## Goal of the exercise
Scan each line of the records for the word "RestaurantSettings" and extract the ones that have it.

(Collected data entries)
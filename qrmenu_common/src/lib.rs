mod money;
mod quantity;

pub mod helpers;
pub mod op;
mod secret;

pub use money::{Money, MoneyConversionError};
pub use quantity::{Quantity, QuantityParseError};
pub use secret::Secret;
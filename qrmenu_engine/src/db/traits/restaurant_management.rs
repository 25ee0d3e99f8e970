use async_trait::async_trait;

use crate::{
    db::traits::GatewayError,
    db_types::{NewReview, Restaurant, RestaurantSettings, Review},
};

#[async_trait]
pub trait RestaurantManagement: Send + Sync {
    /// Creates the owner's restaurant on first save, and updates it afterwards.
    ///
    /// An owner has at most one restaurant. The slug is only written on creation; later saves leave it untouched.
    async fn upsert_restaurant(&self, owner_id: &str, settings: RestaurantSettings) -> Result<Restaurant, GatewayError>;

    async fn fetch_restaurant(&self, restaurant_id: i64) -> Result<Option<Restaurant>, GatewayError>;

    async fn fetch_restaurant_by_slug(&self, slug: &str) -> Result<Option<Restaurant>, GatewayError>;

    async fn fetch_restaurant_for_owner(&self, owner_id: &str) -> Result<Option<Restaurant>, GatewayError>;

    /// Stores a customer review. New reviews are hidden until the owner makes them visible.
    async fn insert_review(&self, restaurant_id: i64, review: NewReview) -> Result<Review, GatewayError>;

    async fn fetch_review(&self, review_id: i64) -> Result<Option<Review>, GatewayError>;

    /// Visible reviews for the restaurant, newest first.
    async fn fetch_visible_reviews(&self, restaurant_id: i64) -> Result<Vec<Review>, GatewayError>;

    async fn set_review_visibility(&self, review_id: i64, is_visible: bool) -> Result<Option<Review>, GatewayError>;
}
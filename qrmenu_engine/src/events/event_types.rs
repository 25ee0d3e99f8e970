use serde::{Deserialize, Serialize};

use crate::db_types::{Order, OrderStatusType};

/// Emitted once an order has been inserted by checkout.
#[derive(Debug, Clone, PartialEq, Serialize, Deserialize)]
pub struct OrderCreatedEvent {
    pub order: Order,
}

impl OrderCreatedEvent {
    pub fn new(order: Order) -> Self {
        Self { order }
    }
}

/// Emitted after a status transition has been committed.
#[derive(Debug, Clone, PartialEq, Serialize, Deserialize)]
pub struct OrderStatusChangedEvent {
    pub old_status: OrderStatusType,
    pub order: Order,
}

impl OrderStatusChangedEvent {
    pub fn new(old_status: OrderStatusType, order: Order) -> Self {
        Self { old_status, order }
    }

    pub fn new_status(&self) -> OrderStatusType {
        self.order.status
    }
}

## Answer to this task
    db_types::{NewReview, Restaurant, RestaurantSettings, Review},
    async fn upsert_restaurant(&self, owner_id: &str, settings: RestaurantSettings) -> Result<Restaurant, GatewayError>;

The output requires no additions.